**Your assignment**
Restate the following entries exactly, including every line.

**Raw data**
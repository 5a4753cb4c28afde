use anyhow::Result;
use confidence_ellipsoids::{GeneralizedEllipsoid, LineRenderer, Resolution};
use nalgebra as na;
use rerun as rr;

/// Logs each batch of segments as line strips under one entity path.
struct RerunLines<'a> {
    rec: &'a rr::RecordingStream,
    path: String,
    color: rr::Color,
}

impl LineRenderer<f32, 3> for RerunLines<'_> {
    fn draw_segments(&mut self, segments: &[[na::Point3<f32>; 2]], line_width: f32) {
        let strips = segments
            .iter()
            .map(|[a, b]| [[a.x, a.y, a.z], [b.x, b.y, b.z]]);

        if let Err(err) = self.rec.log(
            self.path.as_str(),
            &rr::LineStrips3D::new(strips)
                .with_colors([self.color])
                .with_radii([line_width * 0.005]),
        ) {
            log::warn!("failed to log {}: {}", self.path, err);
        }
    }
}

fn main() -> Result<()> {
    let rec = rr::RecordingStreamBuilder::new("confidence_ellipsoids").spawn()?;

    let covariance = na::Matrix3::new(
        4.0f32, 1.0, 0.5, //
        1.0, 2.0, 0.3, //
        0.5, 0.3, 1.0,
    );
    let mean = na::Point3::new(0.0, 0.0, 0.0);

    for (quantiles, color) in [
        (1.0, rr::Color::from_rgb(0, 255, 0)),
        (2.0, rr::Color::from_rgb(255, 200, 0)),
        (3.0, rr::Color::from_rgb(255, 0, 0)),
    ] {
        let mut ellipsoid = GeneralizedEllipsoid::from_covariance(&covariance, mean, quantiles)?;
        ellipsoid.set_resolution(Resolution::spatial(12, 16)?)?;

        rec.log(
            format!("ellipsoid/{}sigma/points", quantiles),
            &rr::Points3D::new(ellipsoid.points().iter().map(|p| [p.x, p.y, p.z]))
                .with_colors([color]),
        )?;

        let mut lines = RerunLines {
            rec: &rec,
            path: format!("ellipsoid/{}sigma/wireframe", quantiles),
            color,
        };
        ellipsoid.render(&mut lines);
    }

    Ok(())
}
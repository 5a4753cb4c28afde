//! A minimal raster drawing surface.
//!
//! [Canvas] has three mandatory primitives (`set_pixel`, `width`, `height`). Every other
//! operation has a default implementation in [algorithms] built on those primitives, which a
//! backend may override when it can do better.
//!
//! Contracts shared by every implementation:
//! * `set_pixel` accepts any coordinates and silently ignores those outside
//!   `[0, width) x [0, height)`.
//! * Drawing operations never fail on out-of-canvas geometry; the visible part is drawn and
//!   the rest is clipped.
//! * Colors are opaque `u32` values handed through to `set_pixel`.
//! * A pen `width` of 0 is drawn like a width of 1.

pub mod algorithms;
pub mod raster;

pub use raster::RasterCanvas;

use nalgebra as na;

use crate::config::EllipseStyle;
use crate::math::covariance::{CovarianceError, CovarianceFactor};

const X: bool = true;
const O: bool = false;

/// Periodic on/off pattern applied along a rasterized line.
#[derive(Debug, Clone, Copy, PartialEq, Eq, Default)]
pub enum PenStyle {
    #[default]
    Solid,
    /// `------   ------`
    Dash,
    /// `. . . . .`
    Dot,
    /// `------  .  ------`
    DashDot,
    /// `------  . .  ------`
    DashDotDot,
}

impl PenStyle {
    fn pattern(self) -> &'static [bool] {
        match self {
            PenStyle::Solid => &[X],
            PenStyle::Dash => &[X, X, X, X, X, X, O, O, O],
            PenStyle::Dot => &[X, O],
            PenStyle::DashDot => &[X, X, X, X, X, X, O, O, X, O, O],
            PenStyle::DashDotDot => &[X, X, X, X, X, X, O, O, X, O, X, O, O],
        }
    }

    /// Whether the `step`-th pixel of a line, counted from its start point, is drawn.
    pub fn is_on(self, step: u64) -> bool {
        let pattern = self.pattern();
        pattern[(step % pattern.len() as u64) as usize]
    }
}

/// Anything accepting 2D drawing primitives.
pub trait Canvas {
    /// Sets pixel `(x, y)`, origin at the top-left corner. Coordinates outside the canvas must
    /// be ignored without panicking.
    fn set_pixel(&mut self, x: i32, y: i32, color: u32);

    /// Width in pixels
    fn width(&self) -> usize;

    /// Height in pixels
    fn height(&self) -> usize;

    /// Draws a line between two (inclusive) end points.
    #[allow(clippy::too_many_arguments)]
    fn line(
        &mut self,
        x0: i32,
        y0: i32,
        x1: i32,
        y1: i32,
        color: u32,
        width: u32,
        pen: PenStyle,
    ) {
        algorithms::draw_line(self, x0, y0, x1, y1, color, width, pen);
    }

    /// Draws the outline of the rectangle spanned by two opposite corners; `width` grows it
    /// inwards.
    fn rectangle(&mut self, x0: i32, y0: i32, x1: i32, y1: i32, color: u32, width: u32) {
        algorithms::draw_rectangle(self, x0, y0, x1, y1, color, width);
    }

    /// Fills the rectangle spanned by two opposite corners, both inclusive.
    fn filled_rectangle(&mut self, x0: i32, y0: i32, x1: i32, y1: i32, color: u32) {
        algorithms::fill_rectangle(self, x0, y0, x1, y1, color);
    }

    fn circle(&mut self, x: i32, y: i32, radius: i32, color: u32, width: u32) {
        algorithms::draw_circle(self, x, y, radius, color, width);
    }

    /// Draws the confidence ellipse of a 2D Gaussian with the given covariance and mean.
    ///
    /// Nothing is drawn if the covariance cannot be factored.
    fn ellipse_gaussian<F, C>(
        &mut self,
        covariance: &C,
        mean: &na::Point2<F>,
        style: &EllipseStyle<F>,
    ) -> Result<(), CovarianceError>
    where
        Self: Sized,
        F: na::RealField + Copy,
        C: CovarianceFactor<F, 2>,
    {
        algorithms::draw_ellipse_gaussian(self, covariance, mean, style)
    }
}
pub mod covariance;

pub use covariance::{CovarianceError, CovarianceFactor};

**Problem solution**
repository 5a4753cb4c28afde
use anyhow::Result;
use confidence_ellipsoids::{GeneralizedEllipsoid, LineRenderer, Resolution};
use nalgebra as na;
use rerun as rr;

/// Logs each batch of segments as line strips under one entity path.
struct RerunLines<'a> {
    rec: &'a rr::RecordingStream,
    path: String,
    color: rr::Color,
}

impl LineRenderer<f32, 3> for RerunLines<'_> {
    fn draw_segments(&mut self, segments: &[[na::Point3<f32>; 2]], line_width: f32) {
        let strips = segments
            .iter()
            .map(|[a, b]| [[a.x, a.y, a.z], [b.x, b.y, b.z]]);

        if let Err(err) = self.rec.log(
            self.path.as_str(),
            &rr::LineStrips3D::new(strips)
                .with_colors([self.color])
                .with_radii([line_width * 0.005]),
        ) {
            log::warn!("failed to log {}: {}", self.path, err);
        }
    }
}

fn main() -> Result<()> {
    let rec = rr::RecordingStreamBuilder::new("confidence_ellipsoids").spawn()?;

    let covariance = na::Matrix3::new(
        4.0f32, 1.0, 0.5, //
        1.0, 2.0, 0.3, //
        0.5, 0.3, 1.0,
    );
    let mean = na::Point3::new(0.0, 0.0, 0.0);

    for (quantiles, color) in [
        (1.0, rr::Color::from_rgb(0, 255, 0)),
        (2.0, rr::Color::from_rgb(255, 200, 0)),
        (3.0, rr::Color::from_rgb(255, 0, 0)),
    ] {
        let mut ellipsoid = GeneralizedEllipsoid::from_covariance(&covariance, mean, quantiles)?;
        ellipsoid.set_resolution(Resolution::spatial(12, 16)?)?;

        rec.log(
            format!("ellipsoid/{}sigma/points", quantiles),
            &rr::Points3D::new(ellipsoid.points().iter().map(|p| [p.x, p.y, p.z]))
                .with_colors([color]),
        )?;

        let mut lines = RerunLines {
            rec: &rec,
            path: format!("ellipsoid/{}sigma/wireframe", quantiles),
            color,
        };
        ellipsoid.render(&mut lines);
    }

    Ok(())
}
repository 5a4753cb4c28afde
//! A minimal raster drawing surface.
//!
//! [Canvas] has three mandatory primitives (`set_pixel`, `width`, `height`). Every other
//! operation has a default implementation in [algorithms] built on those primitives, which a
//! backend may override when it can do better.
//!
//! Contracts shared by every implementation:
//! * `set_pixel` accepts any coordinates and silently ignores those outside
//!   `[0, width) x [0, height)`.
//! * Drawing operations never fail on out-of-canvas geometry; the visible part is drawn and
//!   the rest is clipped.
//! * Colors are opaque `u32` values handed through to `set_pixel`.
//! * A pen `width` of 0 is drawn like a width of 1.

pub mod algorithms;
pub mod raster;

pub use raster::RasterCanvas;

use nalgebra as na;

use crate::config::EllipseStyle;
use crate::math::covariance::{CovarianceError, CovarianceFactor};

const X: bool = true;
const O: bool = false;

/// Periodic on/off pattern applied along a rasterized line.
#[derive(Debug, Clone, Copy, PartialEq, Eq, Default)]
pub enum PenStyle {
    #[default]
    Solid,
    /// `------   ------`
    Dash,
    /// `. . . . .`
    Dot,
    /// `------  .  ------`
    DashDot,
    /// `------  . .  ------`
    DashDotDot,
}

impl PenStyle {
    fn pattern(self) -> &'static [bool] {
        match self {
            PenStyle::Solid => &[X],
            PenStyle::Dash => &[X, X, X, X, X, X, O, O, O],
            PenStyle::Dot => &[X, O],
            PenStyle::DashDot => &[X, X, X, X, X, X, O, O, X, O, O],
            PenStyle::DashDotDot => &[X, X, X, X, X, X, O, O, X, O, X, O, O],
        }
    }

    /// Whether the `step`-th pixel of a line, counted from its start point, is drawn.
    pub fn is_on(self, step: u64) -> bool {
        let pattern = self.pattern();
        pattern[(step % pattern.len() as u64) as usize]
    }
}

/// Anything accepting 2D drawing primitives.
pub trait Canvas {
    /// Sets pixel `(x, y)`, origin at the top-left corner. Coordinates outside the canvas must
    /// be ignored without panicking.
    fn set_pixel(&mut self, x: i32, y: i32, color: u32);

    /// Width in pixels
    fn width(&self) -> usize;

    /// Height in pixels
    fn height(&self) -> usize;

    /// Draws a line between two (inclusive) end points.
    #[allow(clippy::too_many_arguments)]
    fn line(
        &mut self,
        x0: i32,
        y0: i32,
        x1: i32,
        y1: i32,
        color: u32,
        width: u32,
        pen: PenStyle,
    ) {
        algorithms::draw_line(self, x0, y0, x1, y1, color, width, pen);
    }

    /// Draws the outline of the rectangle spanned by two opposite corners; `width` grows it
    /// inwards.
    fn rectangle(&mut self, x0: i32, y0: i32, x1: i32, y1: i32, color: u32, width: u32) {
        algorithms::draw_rectangle(self, x0, y0, x1, y1, color, width);
    }

    /// Fills the rectangle spanned by two opposite corners, both inclusive.
    fn filled_rectangle(&mut self, x0: i32, y0: i32, x1: i32, y1: i32, color: u32) {
        algorithms::fill_rectangle(self, x0, y0, x1, y1, color);
    }

    fn circle(&mut self, x: i32, y: i32, radius: i32, color: u32, width: u32) {
        algorithms::draw_circle(self, x, y, radius, color, width);
    }

    /// Draws the confidence ellipse of a 2D Gaussian with the given covariance and mean.
    ///
    /// Nothing is drawn if the covariance cannot be factored.
    fn ellipse_gaussian<F, C>(
        &mut self,
        covariance: &C,
        mean: &na::Point2<F>,
        style: &EllipseStyle<F>,
    ) -> Result<(), CovarianceError>
    where
        Self: Sized,
        F: na::RealField + Copy,
        C: CovarianceFactor<F, 2>,
    {
        algorithms::draw_ellipse_gaussian(self, covariance, mean, style)
    }
}
pub mod covariance;

pub use covariance::{CovarianceError, CovarianceFactor};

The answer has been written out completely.